MATERIAL FOR THIS EXERCISE
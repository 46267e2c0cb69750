//! Dependency-context composition (spec.md §4.5 step 5): "concatenate
//! sections for each `include != none` predecessor... for summary mode,
//! prefer the predecessor's stored `output_summary`; if absent and
//! output > SUMMARY_THRESHOLD characters, synthesize a 1-2 sentence
//! summary via an auxiliary model."

use std::sync::Arc;

use rl_domain::tool::Message;
use rl_providers::{ChatRequest, LlmProvider};
use rl_store::types::{DependsOn, IncludePolicy, SwarmAgent};

/// Builds the full dependency-context block handed to an agent's prompt.
pub async fn compose_dependency_context(
    depends_on: &[DependsOn],
    predecessors: &[SwarmAgent],
    provider: Option<&Arc<dyn LlmProvider>>,
    summary_threshold_chars: usize,
) -> String {
    let mut sections = Vec::new();
    for dep in depends_on {
        if dep.include == IncludePolicy::None {
            continue;
        }
        let Some(agent) = predecessors.iter().find(|a| a.id == dep.agent_id) else {
            continue;
        };
        let output = agent.output_text.clone().unwrap_or_default();
        if output.is_empty() {
            continue;
        }
        let body = match dep.include {
            IncludePolicy::Full => output,
            IncludePolicy::Summary => {
                summary_body(&output, agent.output_summary.as_deref(), provider, summary_threshold_chars).await
            }
            IncludePolicy::None => unreachable!("filtered above"),
        };
        sections.push(format!("## {}\n\n{}", agent.name, body));
    }
    sections.join("\n\n")
}

async fn summary_body(
    output: &str,
    stored_summary: Option<&str>,
    provider: Option<&Arc<dyn LlmProvider>>,
    summary_threshold_chars: usize,
) -> String {
    if let Some(summary) = stored_summary {
        return summary.to_string();
    }
    if output.chars().count() <= summary_threshold_chars {
        return output.to_string();
    }
    synthesize_summary(output, provider).await
}

/// Synthesizes a short summary of over-threshold output, for both the
/// dependency-context composer above and the orchestrator's own
/// `output_summary` persistence after an agent completes.
pub async fn synthesize_summary(text: &str, provider: Option<&Arc<dyn LlmProvider>>) -> String {
    let Some(provider) = provider else {
        return heuristic_summary(text);
    };
    let req = ChatRequest {
        messages: vec![
            Message::system("Summarize the following agent output in 1-2 plain sentences."),
            Message::user(text),
        ],
        ..Default::default()
    };
    match provider.chat(req).await {
        Ok(resp) if !resp.content.trim().is_empty() => resp.content.trim().to_string(),
        _ => heuristic_summary(text),
    }
}

fn heuristic_summary(text: &str) -> String {
    let first_sentence = text
        .split(['.', '\n'])
        .find(|s| !s.trim().is_empty())
        .unwrap_or(text)
        .trim();
    let truncated: String = first_sentence.chars().take(240).collect();
    if first_sentence.chars().count() > 240 {
        format!("{truncated}…")
    } else {
        truncated
    }
}

#[cfg(test)]
mod tests {
    use super::*;
    use rl_store::types::{AgentMode, AgentStatus, AutonomousFields};

    fn agent(id: &str, name: &str, output: Option<&str>, summary: Option<&str>) -> SwarmAgent {
        SwarmAgent {
            id: id.to_string(),
            swarm_id: "swarm-1".into(),
            name: name.to_string(),
            role: None,
            is_synthesis_agent: false,
            mode: AgentMode::Assigned,
            prompt: None,
            personality: None,
            plugins: vec![],
            allowed_tools: vec![],
            thinking_budget: None,
            model: None,
            sandbox_mode: false,
            depends_on: vec![],
            status: AgentStatus::Completed,
            output_text: output.map(|s| s.to_string()),
            output_summary: summary.map(|s| s.to_string()),
            error_message: None,
            tool_count: 0,
            started_at: None,
            completed_at: None,
            session_id: None,
            autonomous: AutonomousFields::default(),
        }
    }

    fn dep(agent_id: &str, include: IncludePolicy) -> DependsOn {
        DependsOn {
            agent_id: agent_id.to_string(),
            include,
            condition: None,
        }
    }

    #[tokio::test]
    async fn none_policy_is_skipped() {
        let preds = vec![agent("a1", "writer", Some("hello"), None)];
        let deps = vec![dep("a1", IncludePolicy::None)];
        let ctx = compose_dependency_context(&deps, &preds, None, 800).await;
        assert!(ctx.is_empty());
    }

    #[tokio::test]
    async fn full_policy_includes_everything() {
        let preds = vec![agent("a1", "writer", Some("the full text"), None)];
        let deps = vec![dep("a1", IncludePolicy::Full)];
        let ctx = compose_dependency_context(&deps, &preds, None, 800).await;
        assert!(ctx.contains("the full text"));
        assert!(ctx.contains("writer"));
    }

    #[tokio::test]
    async fn summary_policy_prefers_stored_summary() {
        let preds = vec![agent("a1", "writer", Some("long..."), Some("short summary"))];
        let deps = vec![dep("a1", IncludePolicy::Summary)];
        let ctx = compose_dependency_context(&deps, &preds, None, 800).await;
        assert!(ctx.contains("short summary"));
        assert!(!ctx.contains("long..."));
    }

    #[tokio::test]
    async fn summary_policy_below_threshold_uses_full_text() {
        let preds = vec![agent("a1", "writer", Some("short"), None)];
        let deps = vec![dep("a1", IncludePolicy::Summary)];
        let ctx = compose_dependency_context(&deps, &preds, None, 800).await;
        assert!(ctx.contains("short"));
    }

    #[tokio::test]
    async fn summary_policy_above_threshold_falls_back_to_heuristic() {
        let long_output = "a".repeat(900);
        let preds = vec![agent("a1", "writer", Some(&long_output), None)];
        let deps = vec![dep("a1", IncludePolicy::Summary)];
        let ctx = compose_dependency_context(&deps, &preds, None, 800).await;
        assert!(ctx.chars().count() < long_output.chars().count());
    }
}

INSTRUCTIONS TO FOLLOW
Please filter the entries above down to the lines holding "LlmProvider" and copy them.

RESPONSE TO THE EXERCISE
use rl_providers::{ChatRequest, LlmProvider};
    provider: Option<&Arc<dyn LlmProvider>>,
    provider: Option<&Arc<dyn LlmProvider>>,
pub async fn synthesize_summary(text: &str, provider: Option<&Arc<dyn LlmProvider>>) -> String {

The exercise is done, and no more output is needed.